U.S. military commanders in Afghanistan are developing a strategy that would tolerate limited corruption but target large-scale abuses, The Washington Post reported late Friday.
Citing unnamed senior defense officials, the newspaper said Pentagon officials had concluded that the Taliban insurgency was the most pressing threat to stability in Afghanistan rather than corruption.
"There are areas where you need strong leadership, and some of those leaders are not entirely pure," the paper quotes a senior defense official as saying.
"But they can help us be more effective in going after the primary threat, which is the Taliban."
Graft is a major issue in Afghanistan, which is rated by international monitor Transparency International as second only to lawless Somalia on its scale of the world's most corrupt countries.
Afghan President Hamid Karzai has ordered a review of the two anti-corruption bodies, the Major Crimes Task Force and the Sensitive Investigative Unit, which have been operating for 18 months with the help of foreign advisers and with mostly U.S. funding.

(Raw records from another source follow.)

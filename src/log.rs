// +-----------------------------------------------------------------------------------------------+
// | Copyright 2016 Sean Kerr                                                                      |
// |                                                                                               |
// | Licensed under the Apache License, Version 2.0 (the "License");                               |
// | you may not use this file except in compliance with the License.                              |
// | You may obtain a copy of the License at                                                       |
// |                                                                                               |
// |  http://www.apache.org/licenses/LICENSE-2.0                                                   |
// |                                                                                               |
// | Unless required by applicable law or agreed to in writing, software                           |
// | distributed under the License is distributed on an "AS IS" BASIS,                             |
// | WITHOUT WARRANTIES OR CONDITIONS OF ANY KIND, either express or implied.                      |
// | See the License for the specific language governing permissions and                           |
// | limitations under the License.                                                                |
// +-----------------------------------------------------------------------------------------------+

//! Logging macros.
//!
//! These forward to the `log` crate when the `log` feature is enabled, and expand to nothing
//! otherwise.

#![allow(unused_macros)]

macro_rules! debug {
    ($($tt:tt)*) => {
        #[cfg(feature = "log")]
        ::log::debug!($($tt)*);
    };
}

macro_rules! trace {
    ($($tt:tt)*) => {
        #[cfg(feature = "log")]
        ::log::trace!($($tt)*);
    };
}
// +-----------------------------------------------------------------------------------------------+
// | Copyright 2016 Sean Kerr                                                                      |
// |                                                                                               |
// | Licensed under the Apache License, Version 2.0 (the "License");                               |
// | you may not use this file except in compliance with the License.                              |
// | You may obtain a copy of the License at                                                       |
// |                                                                                               |
// |  http://www.apache.org/licenses/LICENSE-2.0                                                   |
// |                                                                                               |
// | Unless required by applicable law or agreed to in writing, software                           |
// | distributed under the License is distributed on an "AS IS" BASIS,                             |
// | WITHOUT WARRANTIES OR CONDITIONS OF ANY KIND, either express or implied.                      |
// | See the License for the specific language governing permissions and                           |
// | limitations under the License.                                                                |
// +-----------------------------------------------------------------------------------------------+
// | Author: Sean Kerr <sean@code-box.org>                                                         |
// +-----------------------------------------------------------------------------------------------+

//! HTTP 1.x parser states.

/// Parser states.
#[derive(Clone,Copy,Debug,Eq,PartialEq)]
#[repr(u8)]
pub enum ParserState {
    /// A syntax error occurred, or a handler aborted.
    Dead,

    /// Skipping empty lines before a message.
    Start,

    // ---------------------------------------------------------------------------------------------
    // REQUEST LINE
    // ---------------------------------------------------------------------------------------------

    /// Parsing request method.
    RequestMethod,

    /// Parsing request target byte 1.
    RequestTarget,

    /// Parsing request target path.
    RequestPath,

    /// Parsing request target query string.
    RequestQuery,

    /// Parsing request target fragment.
    RequestFragment,

    // ---------------------------------------------------------------------------------------------
    // VERSION
    // ---------------------------------------------------------------------------------------------

    /// Parsing HTTP version byte 1.
    Http1,

    /// Parsing HTTP version byte 2.
    Http2,

    /// Parsing HTTP version byte 3.
    Http3,

    /// Parsing HTTP version byte 4.
    Http4,

    /// Parsing HTTP version byte 5.
    Http5,

    /// Parsing HTTP major version byte 1.
    VersionMajor1,

    /// Parsing HTTP major version byte 2+.
    VersionMajor,

    /// Parsing HTTP minor version byte 1.
    VersionMinor1,

    /// Parsing HTTP minor version byte 2+.
    VersionMinor,

    // ---------------------------------------------------------------------------------------------
    // STATUS LINE
    // ---------------------------------------------------------------------------------------------

    /// Parsing response status code byte 1.
    StatusCode1,

    /// Parsing response status code byte 2.
    StatusCode2,

    /// Parsing response status code byte 3.
    StatusCode3,

    /// Parsing the byte following the response status code.
    StatusCodeEnd,

    /// Parsing response reason phrase.
    StatusReason,

    /// Parsing start-line LF.
    StartLineLf,

    // ---------------------------------------------------------------------------------------------
    // HEADERS
    // ---------------------------------------------------------------------------------------------

    /// Parsing first byte of a header line.
    HeaderLineStart,

    /// Parsing header field.
    HeaderField,

    /// Stripping linear white space before header value.
    HeaderValueStrip,

    /// Stripping linear white space from a folded header line.
    HeaderValueFold,

    /// Parsing header value.
    HeaderValue,

    /// Parsing header line LF.
    HeaderValueLf,

    /// Parsing LF of the empty line ending the header section.
    HeadersAlmostDone,

    /// Resolving framing and executing the headers complete handler.
    HeadersComplete,

    // ---------------------------------------------------------------------------------------------
    // BODY
    // ---------------------------------------------------------------------------------------------

    /// Parsing a body of known length.
    BodyIdentity,

    /// Parsing a body that ends with the input.
    BodyUntilEof,

    // ---------------------------------------------------------------------------------------------
    // CHUNKED TRANSFER ENCODING
    // ---------------------------------------------------------------------------------------------

    /// Parsing chunk size byte 1.
    ChunkSize1,

    /// Parsing chunk size byte 2+.
    ChunkSize,

    /// Skipping chunk extensions.
    ChunkExtension,

    /// Parsing chunk size line LF.
    ChunkSizeLf,

    /// Parsing chunk data.
    ChunkData,

    /// Parsing chunk data CR.
    ChunkDataCr,

    /// Parsing chunk data LF.
    ChunkDataLf,

    // ---------------------------------------------------------------------------------------------
    // FINISHED
    // ---------------------------------------------------------------------------------------------

    /// Executing the message complete handler.
    MessageComplete
}

impl ParserState {
    /// Indicates that bytes parsed in this state count towards the head length limit.
    pub fn is_head(&self) -> bool {
        match *self {
            ParserState::RequestMethod
          | ParserState::RequestTarget
          | ParserState::RequestPath
          | ParserState::RequestQuery
          | ParserState::RequestFragment
          | ParserState::Http1
          | ParserState::Http2
          | ParserState::Http3
          | ParserState::Http4
          | ParserState::Http5
          | ParserState::VersionMajor1
          | ParserState::VersionMajor
          | ParserState::VersionMinor1
          | ParserState::VersionMinor
          | ParserState::StatusCode1
          | ParserState::StatusCode2
          | ParserState::StatusCode3
          | ParserState::StatusCodeEnd
          | ParserState::StatusReason
          | ParserState::StartLineLf
          | ParserState::HeaderLineStart
          | ParserState::HeaderField
          | ParserState::HeaderValueStrip
          | ParserState::HeaderValueFold
          | ParserState::HeaderValue
          | ParserState::HeaderValueLf
          | ParserState::HeadersAlmostDone => true,
            _ => false
        }
    }
}

// -------------------------------------------------------------------------------------------------

/// State listing in parsing order.
///
/// This is a coarse view of [`ParserState`](enum.ParserState.html), retrieved with
/// [`Parser::state()`](struct.Parser.html#method.state).
#[derive(Clone,Copy,Debug,Eq,PartialEq)]
#[repr(u8)]
pub enum State {
    /// Waiting for a message.
    Start,

    // ---------------------------------------------------------------------------------------------
    // START-LINE STATES
    // ---------------------------------------------------------------------------------------------

    /// Request method.
    Method,

    /// Request target.
    Target,

    /// HTTP version.
    Version,

    /// Response status code.
    StatusCode,

    /// Response reason phrase.
    StatusReason,

    // ---------------------------------------------------------------------------------------------
    // HEADER STATES
    // ---------------------------------------------------------------------------------------------

    /// Header field.
    HeaderField,

    /// Header value.
    HeaderValue,

    /// End of the header section.
    HeadersComplete,

    // ---------------------------------------------------------------------------------------------
    // BODY STATES
    // ---------------------------------------------------------------------------------------------

    /// Body of known length, or a body ending with the input.
    Body,

    /// Chunk size line.
    ChunkSize,

    /// Chunk data.
    ChunkData,

    /// CRLF following chunk data.
    ChunkCrlf,

    /// Size line of the final, zero-length chunk.
    LastChunk,

    /// Trailer section.
    Trailers,

    // ---------------------------------------------------------------------------------------------
    // FINISHED STATES
    // ---------------------------------------------------------------------------------------------

    /// Message complete.
    MessageComplete,

    /// A syntax error occurred, or a handler aborted. Only a reset leaves this state.
    Errored
}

U.S. State Department spokesman Philip Crowley said the United States was "in touch with the Afghan government" about the departure of the deputy attorney general, adding he had been doing "vitally important" work in fighting corruption.
Sen. John Kerry, after meeting Karzai earlier this month, said the Afghan government must show progress on eradicating corruption or risk losing U.S. support.
Approval of nearly $4 billion in U.S. aid to Afghanistan is being blocked amid fears that U.S. money is being siphoned off by Afghan officials.
The United States has almost 93,000 troops in the country, who along with 48,000 NATO soldiers are battling a Taliban-led insurgency.